Q Why is the executable produced by the Visual C++ compiler bigger than the executable produced by the MSIL Assembler?

A If you were following along at a friendly command prompt near you, you may have noticed that the EXE produced by CL is larger than the EXE produced by ILASM yet the results are exactly the same.

To understand what’s going on here you need to appreciate that .NET assemblies aren’t just managed code with an EXE or DLL extension. Assemblies are ultimately just Windows Portable Executable (PE) files. The PE format is derived from the Common Object File Format (COFF) and the specification can be found here. Don’t be fooled by the name. The PE file format is used for both EXE and DLL files.

PE files typically contain a variety of headers, some of which are there only for backward compatibility. Following the headers are a number PE file sections. These sections contain all the code and data for an executable image. There are a number of common section names, however they can be misleading since the data in various sections can be merged by the linker, assuming the sections have common attributes.
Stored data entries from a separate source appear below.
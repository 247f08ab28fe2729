use crate::angle::AnchorPoint;
use crate::error::InputError;
use crate::gesture::XPose;
use crate::landmarks::{Handedness, INDEX_MCP, INDEX_PIP, LANDMARK_COUNT, THUMB_TIP};

/// Hand tracking configuration
#[derive(Debug, Clone)]
pub struct TrackingConfig {
    /// Hand that steers the paddle and makes gestures
    pub dominant_hand: Handedness,
    pub target_point: usize,
    pub anchor_point: AnchorPoint,
    /// Angle reported before any hand has been seen
    pub initial_angle: f32,
    /// Seconds the pause pose must be held
    pub pause_hold_time: f32,
    pub pause_enabled: bool,
    pub x_pose: XPose,
}

impl Default for TrackingConfig {
    fn default() -> Self {
        Self {
            dominant_hand: Handedness::Right,
            target_point: THUMB_TIP,
            anchor_point: AnchorPoint::Midpoint(INDEX_MCP, INDEX_PIP),
            initial_angle: 140.0,
            pause_hold_time: 1.5,
            pause_enabled: true,
            x_pose: XPose::default(),
        }
    }
}

impl TrackingConfig {
    pub fn new() -> Self {
        Self::default()
    }

    /// Every configured landmark must exist on a hand
    pub fn validate(&self) -> Result<(), InputError> {
        let anchors = match self.anchor_point {
            AnchorPoint::Landmark(i) => [i, i],
            AnchorPoint::Midpoint(a, b) => [a, b],
        };
        let indices = [
            ("target", self.target_point),
            ("anchor", anchors[0]),
            ("anchor", anchors[1]),
        ];
        for (name, index) in indices {
            if index >= LANDMARK_COUNT {
                return Err(InputError::LandmarkIndex { name, index });
            }
        }
        Ok(())
    }
}

#[cfg(test)]
mod tests {
    use super::*;

    #[test]
    fn test_default_is_valid() {
        assert!(TrackingConfig::new().validate().is_ok());
    }

    #[test]
    fn test_out_of_range_landmarks_rejected() {
        let config = TrackingConfig {
            target_point: LANDMARK_COUNT,
            ..TrackingConfig::new()
        };
        assert!(matches!(
            config.validate(),
            Err(InputError::LandmarkIndex { name: "target", index: 21 })
        ));

        let config = TrackingConfig {
            anchor_point: AnchorPoint::Midpoint(5, 40),
            ..TrackingConfig::new()
        };
        let err = config.validate().expect_err("anchor past the last landmark");
        assert!(err.to_string().contains("anchor landmark index 40"), "{}", err);
    }
}
use tracing::debug;

use crate::{Ball, Config, Events, Paddle, ParticleBurst, Rally};

/// Resolve ball vs paddle contact. Only the paddle the ball is travelling
/// towards can return it, which rules out double bounces. Returns the
/// particle bursts to spawn.
pub fn check_collisions(
    left: &Paddle,
    right: &Paddle,
    ball: &mut Ball,
    rally: &mut Rally,
    config: &Config,
    events: &mut Events,
) -> Vec<ParticleBurst> {
    let ball_rect = ball.rect();

    let paddle = if ball.vel.x < 0.0 && ball_rect.intersects(&left.rect()) {
        left
    } else if ball.vel.x > 0.0 && ball_rect.intersects(&right.rect()) {
        right
    } else {
        return Vec::new();
    };

    if rally.register_hit(config) {
        events.level_up = true;
        debug!(level = rally.level, speed = rally.base_speed, "level up");
    }

    let speed = rally.return_speed(paddle.is_trampoline(), config);
    let mut bursts = vec![ball.reflect_off(paddle, speed, config.max_bounce_angle)];
    bursts.extend(paddle.trampoline_burst());
    events.ball_hit_paddle = true;

    bursts
}
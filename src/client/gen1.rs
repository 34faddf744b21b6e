//! Generation-1 (hierarchical namespace) client seam
//!
//! The legacy store exposes true directories and returns WebHDFS-style
//! status dictionaries. Only the calls the backend needs are modelled here.

use crate::auth::Credentials;
use crate::error::{FsError, Result};
use async_trait::async_trait;
use serde::{Deserialize, Serialize};

/// Status dictionary for one path, as returned by `info` and detailed `ls`
///
/// Deserializes from the store's JSON; keys the core does not use are
/// ignored. `kind` is kept as the raw tag so that unknown values surface as
/// decode errors in the backend rather than at parse time.
#[derive(Debug, Clone, PartialEq, Eq, Serialize, Deserialize)]
pub struct Gen1Entry {
    /// Full path of the entry
    pub name: String,
    /// Raw type tag (`FILE` / `DIRECTORY`)
    #[serde(rename = "type")]
    pub kind: String,
    /// Byte length, absent for some directory entries
    #[serde(default, skip_serializing_if = "Option::is_none")]
    pub length: Option<u64>,
    /// Access time in milliseconds since the Unix epoch
    #[serde(rename = "accessTime", default, skip_serializing_if = "Option::is_none")]
    pub access_time: Option<i64>,
    /// Modification time in milliseconds since the Unix epoch
    #[serde(
        rename = "modificationTime",
        default,
        skip_serializing_if = "Option::is_none"
    )]
    pub modification_time: Option<i64>,
}

impl Gen1Entry {
    /// Parse a status dictionary received from the store
    ///
    /// # Errors
    ///
    /// Returns [`FsError::Decode`] if required keys are missing or mistyped.
    pub fn from_value(value: serde_json::Value) -> Result<Self> {
        serde_json::from_value(value)
            .map_err(|e| FsError::Decode(format!("Malformed status dictionary: {e}")))
    }
}

/// Legacy hierarchical-namespace client
///
/// Implementations report a missing path with [`FsError::NotFound`] and
/// pass authentication/transport failures through unchanged.
#[async_trait]
pub trait Gen1Client: Send + Sync {
    /// Whether the path exists
    async fn exists(&self, path: &str) -> Result<bool>;

    /// Status dictionary for the path
    async fn info(&self, path: &str) -> Result<Gen1Entry>;

    /// Names of the immediate children (no per-entry detail)
    async fn ls(&self, path: &str) -> Result<Vec<String>>;

    /// Status dictionaries of the immediate children
    async fn ls_detail(&self, path: &str) -> Result<Vec<Gen1Entry>>;

    /// Read the whole object as bytes
    async fn open(&self, path: &str) -> Result<Vec<u8>>;
}

/// Authenticates and builds a [`Gen1Client`] for a store
#[async_trait]
pub trait Gen1Connector: Send + Sync {
    /// Client produced by this connector
    type Gen1: Gen1Client + 'static;

    /// Acquire a token for `credentials` and bind a client to `store_name`
    async fn connect_gen1(&self, store_name: &str, credentials: &Credentials)
        -> Result<Self::Gen1>;
}
//! Collaborator client abstractions
//!
//! The storage SDKs are external collaborators. These traits describe the
//! boundary they present to the core: listing, property fetch and download
//! primitives, plus the connectors that authenticate and build clients.
//!
//! # Implementations
//!
//! - `MemoryStore` - in-process store implementing both generations, used in tests
//! - SDK adapters - provided by the application embedding this crate

pub mod gen1;
pub mod gen2;
pub mod memory;

pub use gen1::{Gen1Client, Gen1Connector, Gen1Entry};
pub use gen2::{
    ContentSettings, FileProperties, Gen2Client, Gen2Connector, Gen2FileClient, PathProperties,
};
pub use memory::{ClientCall, Failure, MemoryConnector, MemoryFileClient, MemoryStore};
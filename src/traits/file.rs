//! Open modes and materialized read handles
//!
//! Both backends download the whole object before handing it back, so a
//! [`FileHandle`] is an in-memory cursor. Dropping it releases the buffer;
//! there is no network resource left to leak.

use crate::error::{FsError, Result};
use std::io::{self, BufRead, Cursor, Read, Seek, SeekFrom};
use std::str::FromStr;

/// Read-only open mode
///
/// Parsed from the conventional mode strings: every character must be `r`
/// or `b`. A mode containing `b` is binary, anything else is text.
#[derive(Debug, Clone, Copy, PartialEq, Eq)]
pub enum OpenMode {
    /// UTF-8 decoded content
    Text,
    /// Raw bytes
    Binary,
}

impl OpenMode {
    #[must_use]
    pub const fn is_binary(self) -> bool {
        matches!(self, Self::Binary)
    }
}

impl FromStr for OpenMode {
    type Err = FsError;

    fn from_str(mode: &str) -> Result<Self> {
        if let Some(bad) = mode.chars().find(|c| !matches!(c, 'r' | 'b')) {
            return Err(FsError::InvalidArgument(format!(
                "Unsupported file open mode '{bad}'"
            )));
        }
        if mode.contains('b') {
            Ok(Self::Binary)
        } else {
            Ok(Self::Text)
        }
    }
}

/// Readable handle over fully downloaded content, positioned at offset 0
///
/// Text handles hold content that has already been validated as UTF-8,
/// so `read_to_string` and `lines()` cannot fail on decoding.
#[derive(Debug)]
pub enum FileHandle {
    /// Raw bytes
    Binary(Cursor<Vec<u8>>),
    /// Decoded text
    Text(Cursor<String>),
}

impl FileHandle {
    /// Wrap downloaded bytes according to the open mode
    ///
    /// # Errors
    ///
    /// Returns [`FsError::Decode`] if a text handle is requested for content
    /// that is not valid UTF-8.
    pub fn from_bytes(bytes: Vec<u8>, mode: OpenMode) -> Result<Self> {
        match mode {
            OpenMode::Binary => Ok(Self::Binary(Cursor::new(bytes))),
            OpenMode::Text => String::from_utf8(bytes)
                .map(|text| Self::Text(Cursor::new(text)))
                .map_err(|e| FsError::Decode(format!("Content is not valid UTF-8: {e}"))),
        }
    }

    /// Empty handle, used when the object has zero length
    #[must_use]
    pub fn empty(mode: OpenMode) -> Self {
        match mode {
            OpenMode::Binary => Self::Binary(Cursor::new(Vec::new())),
            OpenMode::Text => Self::Text(Cursor::new(String::new())),
        }
    }

    #[must_use]
    pub const fn mode(&self) -> OpenMode {
        match self {
            Self::Binary(_) => OpenMode::Binary,
            Self::Text(_) => OpenMode::Text,
        }
    }

    /// Total content length in bytes
    #[must_use]
    pub fn len(&self) -> usize {
        match self {
            Self::Binary(cursor) => cursor.get_ref().len(),
            Self::Text(cursor) => cursor.get_ref().len(),
        }
    }

    #[must_use]
    pub fn is_empty(&self) -> bool {
        self.len() == 0
    }

    /// Consume the handle and return the whole content regardless of position
    #[must_use]
    pub fn into_bytes(self) -> Vec<u8> {
        match self {
            Self::Binary(cursor) => cursor.into_inner(),
            Self::Text(cursor) => cursor.into_inner().into_bytes(),
        }
    }
}

impl Read for FileHandle {
    fn read(&mut self, buf: &mut [u8]) -> io::Result<usize> {
        match self {
            Self::Binary(cursor) => cursor.read(buf),
            Self::Text(cursor) => cursor.read(buf),
        }
    }
}

impl BufRead for FileHandle {
    fn fill_buf(&mut self) -> io::Result<&[u8]> {
        match self {
            Self::Binary(cursor) => cursor.fill_buf(),
            Self::Text(cursor) => cursor.fill_buf(),
        }
    }

    fn consume(&mut self, amt: usize) {
        match self {
            Self::Binary(cursor) => cursor.consume(amt),
            Self::Text(cursor) => cursor.consume(amt),
        }
    }
}

impl Seek for FileHandle {
    fn seek(&mut self, pos: SeekFrom) -> io::Result<u64> {
        match self {
            Self::Binary(cursor) => cursor.seek(pos),
            Self::Text(cursor) => cursor.seek(pos),
        }
    }
}
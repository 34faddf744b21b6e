//! Generation-2 (flat namespace) client seam
//!
//! The newer store hands out one client object per path for property
//! fetches and chunked downloads, plus a container-level path listing.

use crate::auth::Credentials;
use crate::error::Result;
use async_trait::async_trait;
use chrono::{DateTime, Utc};
use std::collections::HashMap;

/// Metadata key the store sets on directory placeholders
pub const FOLDER_METADATA_KEY: &str = "hdi_isfolder";

/// Content settings attached to a path
#[derive(Debug, Clone, Default, PartialEq, Eq)]
pub struct ContentSettings {
    /// MIME type; directories carry none
    pub content_type: Option<String>,
}

/// Result of a property fetch on a single path
#[derive(Debug, Clone, Default, PartialEq, Eq)]
pub struct FileProperties {
    pub size: u64,
    pub content_settings: ContentSettings,
    pub last_modified: Option<DateTime<Utc>>,
    pub creation_time: Option<DateTime<Utc>>,
    /// User and system metadata pairs
    pub metadata: HashMap<String, String>,
}

/// One row of a path listing
#[derive(Debug, Clone, PartialEq, Eq)]
pub struct PathProperties {
    pub name: String,
    pub is_directory: bool,
    pub content_length: u64,
}

impl PathProperties {
    #[must_use]
    pub fn new(name: impl Into<String>, is_directory: bool, content_length: u64) -> Self {
        Self {
            name: name.into(),
            is_directory,
            content_length,
        }
    }
}

/// Per-path client
///
/// A missing path is reported as [`crate::FsError::NotFound`].
#[async_trait]
pub trait Gen2FileClient: Send + Sync {
    /// Fetch properties of the path this client is bound to
    async fn get_file_properties(&self) -> Result<FileProperties>;

    /// Download the whole object using up to `max_concurrency` parallel workers
    async fn download_file(&self, max_concurrency: usize) -> Result<Vec<u8>>;
}

/// Flat-namespace container client
#[async_trait]
pub trait Gen2Client: Send + Sync {
    /// Per-path client type
    type File: Gen2FileClient;

    /// Bind a client to `path`; no request is issued
    fn get_file_client(&self, path: &str) -> Self::File;

    /// List paths under `path`, descending into subdirectories when `recursive`
    async fn get_paths(&self, path: &str, recursive: bool) -> Result<Vec<PathProperties>>;
}

/// Authenticates and builds a [`Gen2Client`] for an account's file system
#[async_trait]
pub trait Gen2Connector: Send + Sync {
    /// Client produced by this connector
    type Gen2: Gen2Client + 'static;

    /// Acquire a credential and bind a client to `account_name`/`file_system_name`
    async fn connect_gen2(
        &self,
        account_name: &str,
        file_system_name: &str,
        credentials: &Credentials,
    ) -> Result<Self::Gen2>;
}
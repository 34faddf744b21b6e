//! Generation-1 backend implementation
//!
//! Wraps a hierarchical-namespace client. Every operation is a direct
//! delegation except `walk`, which recurses depth-first because the client
//! only lists one directory at a time.

use crate::auth::Credentials;
use crate::client::{Gen1Client, Gen1Connector, Gen1Entry};
use crate::error::{FsError, Result};
use crate::filesystem::walker::walk_depth_first;
use crate::traits::{DirEntry, EntryStream, FileHandle, FileInfo, FileSystem, FileType, OpenMode};
use async_trait::async_trait;
use chrono::{DateTime, Utc};
use futures::stream::{self, StreamExt, TryStreamExt};
use tracing::{debug, info};

/// Decode a millisecond Unix timestamp, keeping absence distinct from zero
pub(crate) fn time_from_millis(millis: Option<i64>) -> Result<Option<DateTime<Utc>>> {
    millis
        .map(|ms| {
            DateTime::from_timestamp_millis(ms)
                .ok_or_else(|| FsError::Decode(format!("Timestamp out of range: {ms}")))
        })
        .transpose()
}

/// Normalize a status dictionary into [`FileInfo`]
///
/// The store never reports creation times, so `create_time` is always `None`.
pub(crate) fn prepare_info(entry: &Gen1Entry) -> Result<FileInfo> {
    let file_type: FileType = entry.kind.parse()?;
    Ok(FileInfo::new(file_type, entry.length.unwrap_or(0))
        .with_access_time(time_from_millis(entry.access_time)?)
        .with_modify_time(time_from_millis(entry.modification_time)?))
}

/// File system over a Generation-1 store
pub struct Gen1FileSystem<C: Gen1Client> {
    client: C,
    store_name: String,
}

impl<C: Gen1Client> Gen1FileSystem<C> {
    /// Wrap an already authenticated client
    pub fn new(client: C, store_name: impl Into<String>) -> Self {
        Self {
            client,
            store_name: store_name.into(),
        }
    }

    /// Authenticate through `connector` and build the backend
    ///
    /// # Errors
    ///
    /// Propagates the connector's authentication or transport error.
    pub async fn connect<K>(connector: &K, store_name: &str, credentials: &Credentials) -> Result<Self>
    where
        K: Gen1Connector<Gen1 = C>,
    {
        info!(
            "Attempting to use {} authentication for datalake store {}",
            credentials.flow(),
            store_name
        );
        let client = connector.connect_gen1(store_name, credentials).await?;
        Ok(Self::new(client, store_name))
    }

    #[must_use]
    pub fn store_name(&self) -> &str {
        &self.store_name
    }

    #[must_use]
    pub fn client(&self) -> &C {
        &self.client
    }
}

#[async_trait]
impl<C: Gen1Client> FileSystem for Gen1FileSystem<C> {
    fn name(&self) -> &str {
        &self.store_name
    }

    async fn open(&self, path: &str, mode: &str) -> Result<FileHandle> {
        let mode: OpenMode = mode.parse()?;
        debug!("Opening {} on {} ({:?})", path, self.store_name, mode);
        // The store only serves bytes; text mode decodes on top
        let bytes = self.client.open(path).await?;
        FileHandle::from_bytes(bytes, mode)
    }

    async fn exists(&self, path: &str) -> Result<bool> {
        match self.client.exists(path).await {
            Err(e) if e.is_not_found() => Ok(false),
            other => other,
        }
    }

    async fn info(&self, path: &str) -> Result<FileInfo> {
        let entry = self.client.info(path).await?;
        prepare_info(&entry)
    }

    fn ls<'a>(&'a self, path: &'a str, with_info: bool) -> EntryStream<'a> {
        if with_info {
            stream::once(async move {
                debug!("Listing {} with detail", path);
                self.client.ls_detail(path).await
            })
            .map_ok(|entries| {
                stream::iter(entries.into_iter().map(|entry| {
                    prepare_info(&entry).map(|info| DirEntry::new(entry.name, Some(info)))
                }))
            })
            .try_flatten()
            .boxed()
        } else {
            stream::once(async move {
                debug!("Listing {}", path);
                self.client.ls(path).await
            })
            .map_ok(|names| {
                stream::iter(
                    names
                        .into_iter()
                        .map(|name| Ok::<_, FsError>(DirEntry::new(name, None))),
                )
            })
            .try_flatten()
            .boxed()
        }
    }

    fn walk<'a>(&'a self, base_path: &'a str, with_info: bool) -> EntryStream<'a> {
        walk_depth_first(&self.client, base_path, with_info)
    }
}

#[cfg(test)]
mod tests {
    use super::*;
    use serde_json::json;

    #[test]
    fn test_prepare_info_maps_millisecond_times() {
        let entry = Gen1Entry::from_value(json!({
            "name": "/raw/data.csv",
            "type": "FILE",
            "length": 12430,
            "accessTime": 1_600_300_800_000_i64,
            "modificationTime": 1_600_214_400_000_i64
        }))
        .unwrap();

        let info = prepare_info(&entry).unwrap();
        assert_eq!(info.file_type, FileType::File);
        assert_eq!(info.size, 12430);
        assert_eq!(
            info.access_time.map(|t| t.to_rfc3339()),
            Some("2020-09-17T00:00:00+00:00".to_string())
        );
        assert_eq!(
            info.modify_time.map(|t| t.to_rfc3339()),
            Some("2020-09-16T00:00:00+00:00".to_string())
        );
        assert_eq!(info.create_time, None);
    }

    #[test]
    fn test_prepare_info_absent_keys_stay_absent() {
        let entry = Gen1Entry::from_value(json!({"name": "/raw", "type": "DIRECTORY"})).unwrap();
        let info = prepare_info(&entry).unwrap();
        assert_eq!(info, FileInfo::new(FileType::Directory, 0));
    }

    #[test]
    fn test_prepare_info_epoch_is_not_absent() {
        let entry = Gen1Entry::from_value(json!({
            "name": "/raw", "type": "DIRECTORY", "modificationTime": 0
        }))
        .unwrap();
        let info = prepare_info(&entry).unwrap();
        assert_eq!(info.modify_time, DateTime::from_timestamp_millis(0));
    }

    #[test]
    fn test_prepare_info_rejects_unknown_type() {
        let entry = Gen1Entry::from_value(json!({"name": "/raw/link", "type": "SYMLINK"})).unwrap();
        assert!(matches!(prepare_info(&entry), Err(FsError::Decode(_))));
    }

    #[test]
    fn test_out_of_range_timestamp() {
        assert!(matches!(
            time_from_millis(Some(i64::MAX)),
            Err(FsError::Decode(_))
        ));
        assert_eq!(time_from_millis(None).unwrap(), None);
    }
}
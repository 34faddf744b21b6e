//! dlfs - uniform async access to two generations of data lake storage
//!
//! Client code talks to a single [`FileSystem`] trait object and never learns
//! whether it is backed by the hierarchical Generation-1 store or the
//! flat-namespace Generation-2 store.
//!
//! ```rust,ignore
//! use dlfs::{backends, cli::StoreConfig, FileSystem};
//! use futures::TryStreamExt;
//!
//! async fn list_all(config: &StoreConfig, connector: &impl backends::Connector) -> dlfs::Result<()> {
//!     let fs = backends::connect(config, connector).await?;
//!     let entries: Vec<_> = fs.walk("/raw", true).try_collect().await?;
//!     for entry in entries {
//!         println!("{} {:?}", entry.path, entry.info);
//!     }
//!     Ok(())
//! }
//! ```

pub mod adaptive_concurrency;
pub mod auth;
pub mod backends;
pub mod cli;
pub mod client;
pub mod error;
pub mod filesystem;
pub mod logging;
pub mod traits;

pub use error::{FsError, Result};
pub use traits::{DirEntry, EntryStream, FileHandle, FileInfo, FileSystem, FileType, OpenMode};
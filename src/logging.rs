//! Tracing subscriber setup

use crate::cli::OutputConfig;
use crate::error::{FsError, Result};
use tracing::Level;

/// Maximum level emitted for the given output options
///
/// Quiet keeps errors only; each `-v` raises the level by one step from
/// the default of warnings.
#[must_use]
pub const fn max_level(output: &OutputConfig) -> Level {
    if output.quiet {
        return Level::ERROR;
    }
    match output.verbose {
        0 => Level::WARN,
        1 => Level::INFO,
        2 => Level::DEBUG,
        _ => Level::TRACE,
    }
}

/// Install the global fmt subscriber
///
/// # Errors
///
/// Returns [`FsError::Config`] if a global subscriber is already installed.
pub fn init_tracing(output: &OutputConfig) -> Result<()> {
    tracing_subscriber::fmt()
        .with_max_level(max_level(output))
        .with_target(false)
        .try_init()
        .map_err(|e| FsError::Config(format!("Failed to initialize logging: {e}")))
}

#[cfg(test)]
mod tests {
    use super::*;
    use rstest::rstest;

    #[rstest]
    #[case(0, false, Level::WARN)]
    #[case(1, false, Level::INFO)]
    #[case(2, false, Level::DEBUG)]
    #[case(3, false, Level::TRACE)]
    #[case(7, false, Level::TRACE)]
    #[case(0, true, Level::ERROR)]
    fn test_max_level(#[case] verbose: u8, #[case] quiet: bool, #[case] expected: Level) {
        let output = OutputConfig { verbose, quiet };
        assert_eq!(max_level(&output), expected);
    }

    #[test]
    fn test_second_init_is_config_error() {
        let output = OutputConfig::default();
        // Another test may have installed the subscriber first
        let _ = init_tracing(&output);
        assert!(matches!(init_tracing(&output), Err(FsError::Config(_))));
    }
}
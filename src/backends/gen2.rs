//! Generation-2 backend implementation
//!
//! Wraps a flat-namespace client. Directories are an overlay on object keys,
//! so file/directory classification is inferred from property metadata, and
//! downloads are sized with the adaptive concurrency rule before being
//! handed to the client's chunked download primitive.

use crate::adaptive_concurrency::DownloadConcurrency;
use crate::auth::Credentials;
use crate::client::gen2::FOLDER_METADATA_KEY;
use crate::client::{FileProperties, Gen2Client, Gen2Connector, Gen2FileClient, PathProperties};
use crate::error::{FsError, Result};
use crate::traits::{DirEntry, EntryStream, FileHandle, FileInfo, FileSystem, FileType, OpenMode};
use async_trait::async_trait;
use futures::stream::{self, StreamExt, TryStreamExt};
use tracing::{debug, info, warn};

/// Decide file vs directory from a property fetch
///
/// 1. The folder marker in metadata wins.
/// 2. No content type and zero size is a directory.
/// 3. No content type with content is treated as a file, and flagged.
/// 4. Any content type is a file (possibly empty).
#[must_use]
pub fn classify(path: &str, properties: &FileProperties) -> FileType {
    let folder_marker = properties
        .metadata
        .get(FOLDER_METADATA_KEY)
        .is_some_and(|value| value.eq_ignore_ascii_case("true"));
    if folder_marker {
        return FileType::Directory;
    }

    match (&properties.content_settings.content_type, properties.size) {
        (None, 0) => FileType::Directory,
        (None, size) => {
            warn!(
                "{} has no content type but {} bytes of content; treating it as a file",
                path, size
            );
            FileType::File
        }
        (Some(content_type), 0) => {
            debug!("{} is an empty {} file", path, content_type);
            FileType::File
        }
        (Some(_), _) => FileType::File,
    }
}

fn listing_entry(properties: PathProperties, with_info: bool) -> DirEntry {
    let info = with_info.then(|| {
        let file_type = if properties.is_directory {
            FileType::Directory
        } else {
            FileType::File
        };
        FileInfo::new(file_type, properties.content_length)
    });
    DirEntry::new(properties.name, info)
}

/// File system over a Generation-2 account's file system
pub struct Gen2FileSystem<C: Gen2Client> {
    client: C,
    account_name: String,
    file_system_name: String,
    concurrency: DownloadConcurrency,
}

impl<C: Gen2Client> Gen2FileSystem<C> {
    /// Wrap an already authenticated client with default download limits
    pub fn new(
        client: C,
        account_name: impl Into<String>,
        file_system_name: impl Into<String>,
    ) -> Self {
        Self {
            client,
            account_name: account_name.into(),
            file_system_name: file_system_name.into(),
            concurrency: DownloadConcurrency::default(),
        }
    }

    /// Replace the download concurrency limits
    #[must_use]
    pub fn with_concurrency(mut self, concurrency: DownloadConcurrency) -> Self {
        self.concurrency = concurrency;
        self
    }

    /// Authenticate through `connector` and build the backend
    ///
    /// # Errors
    ///
    /// Propagates the connector's authentication or transport error.
    pub async fn connect<K>(
        connector: &K,
        account_name: &str,
        file_system_name: &str,
        credentials: &Credentials,
    ) -> Result<Self>
    where
        K: Gen2Connector<Gen2 = C>,
    {
        info!(
            "Attempting to use {} authentication for datalake account {} ({})",
            credentials.flow(),
            account_name,
            file_system_name
        );
        let client = connector
            .connect_gen2(account_name, file_system_name, credentials)
            .await?;
        Ok(Self::new(client, account_name, file_system_name))
    }

    #[must_use]
    pub fn account_name(&self) -> &str {
        &self.account_name
    }

    #[must_use]
    pub fn file_system_name(&self) -> &str {
        &self.file_system_name
    }

    #[must_use]
    pub const fn concurrency(&self) -> &DownloadConcurrency {
        &self.concurrency
    }

    #[must_use]
    pub fn client(&self) -> &C {
        &self.client
    }

    fn list<'a>(&'a self, path: &'a str, recursive: bool, with_info: bool) -> EntryStream<'a> {
        stream::once(async move {
            debug!("Listing {} (recursive: {})", path, recursive);
            self.client.get_paths(path, recursive).await
        })
        .map_ok(move |paths| {
            stream::iter(
                paths
                    .into_iter()
                    .map(move |properties| Ok::<_, FsError>(listing_entry(properties, with_info))),
            )
        })
        .try_flatten()
        .boxed()
    }
}

#[async_trait]
impl<C: Gen2Client> FileSystem for Gen2FileSystem<C> {
    fn name(&self) -> &str {
        &self.account_name
    }

    async fn open(&self, path: &str, mode: &str) -> Result<FileHandle> {
        let mode: OpenMode = mode.parse()?;
        let info = self.info(path).await?;
        // Chunked downloads of empty objects fail in the client
        if info.size == 0 {
            debug!("{} is empty; skipping download", path);
            return Ok(FileHandle::empty(mode));
        }

        let max_concurrency = self.concurrency.workers_for(info.size);
        debug!(
            "Downloading {} ({} bytes) with {} workers",
            path, info.size, max_concurrency
        );
        let file = self.client.get_file_client(path);
        let bytes = file.download_file(max_concurrency).await?;
        FileHandle::from_bytes(bytes, mode)
    }

    async fn exists(&self, path: &str) -> Result<bool> {
        match self.client.get_file_client(path).get_file_properties().await {
            Ok(_) => Ok(true),
            Err(e) if e.is_not_found() => Ok(false),
            Err(e) => Err(e),
        }
    }

    async fn info(&self, path: &str) -> Result<FileInfo> {
        let properties = self.client.get_file_client(path).get_file_properties().await?;
        let file_type = classify(path, &properties);
        Ok(FileInfo::new(file_type, properties.size)
            .with_modify_time(properties.last_modified)
            .with_create_time(properties.creation_time))
    }

    fn ls<'a>(&'a self, path: &'a str, with_info: bool) -> EntryStream<'a> {
        self.list(path, false, with_info)
    }

    fn walk<'a>(&'a self, base_path: &'a str, with_info: bool) -> EntryStream<'a> {
        self.list(base_path, true, with_info)
    }
}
So what does this all have to do with the size of executables? Well different compilers may choose to emit different sections into the PE file. The PE file generated by CL in the example above includes three sections namely ‘.text’, ‘.rdata’ and ‘.reloc’. The ‘.text’ section is where all the code goes, among other thing. ‘.rdata’ is a read-only data section and used for things like string literals and C++ virtual function tables. The ‘.reloc’ section contains base relocations, but these are only really interesting for DLLs to optimize loading them into a process address space.

If you look inside the PE file generated by ILASM you will notice that it only has two sections, ‘.text’ and ‘.reloc’. ILASM has merged the data in the ‘.rdata’ section into the ‘.text’ section. The advantage of this is to save space, both on disk and in memory since at a minimum, each section occupies one page of memory. This can add up quickly since memory pages on 32-bit Windows reside on 4KB boundaries while pages on 64-bit versions of Windows reside on 8KB boundaries.

Fortunately we’re talking about Visual C++ here and when it comes to producing PE files there is just no competition. You may have noticed that CL, along with producing an EXE, also produced an OBJ file. These OBJ files incidentally use the same COFF format which PE files are based on. The Visual C++ linker (LINK) accepts one or more OBJ files as input and produces an EXE. One of the LINK options also allows you to combine sections in the resulting PE file.

link.exe example.obj /out:example3.exe /merge:.rdata=.text

The resulting PE file now contains only two sections with the data from the ‘.rdata’ section combined with the ‘.text’ section with the resulting section named ‘.text’. Looking at the size on disk, you should notice that example3.exe, produced by LINK, is the same size as example2.exe, produced by ILASM.


Q Why is the executable produced by the Visual C# compiler bigger than the executable produced by the MSIL Assembler?

A You might think the answer to the previous question should suffice but there’s a bit more going on here.

If you’re asking this question then it means you’ve missed something. You see the Visual C# compiler (CSC), which also ships as part of the .NET Framework redistributable, automatically emits a version resource into the resulting PE file to match the version information for the assembly. This resource data is stored in the ‘.rsrc’ section.

When you disassemble the EXE using ILDASM, it splits the results into two files. We’ve already mentioned the first file that contains the metadata and IL. The second file is a RES file which contains the compiled resource data extracted from the EXE.

So to disassemble and reassemble the EXE produced by CSC you need to tell ILDASM to include the RES file in the output.

ilasm.exe /output:example3.exe /resource:example.res

The resulting EXE should be the same size as that produced by CSC and include the same version resource that can be viewed using Windows Explorer.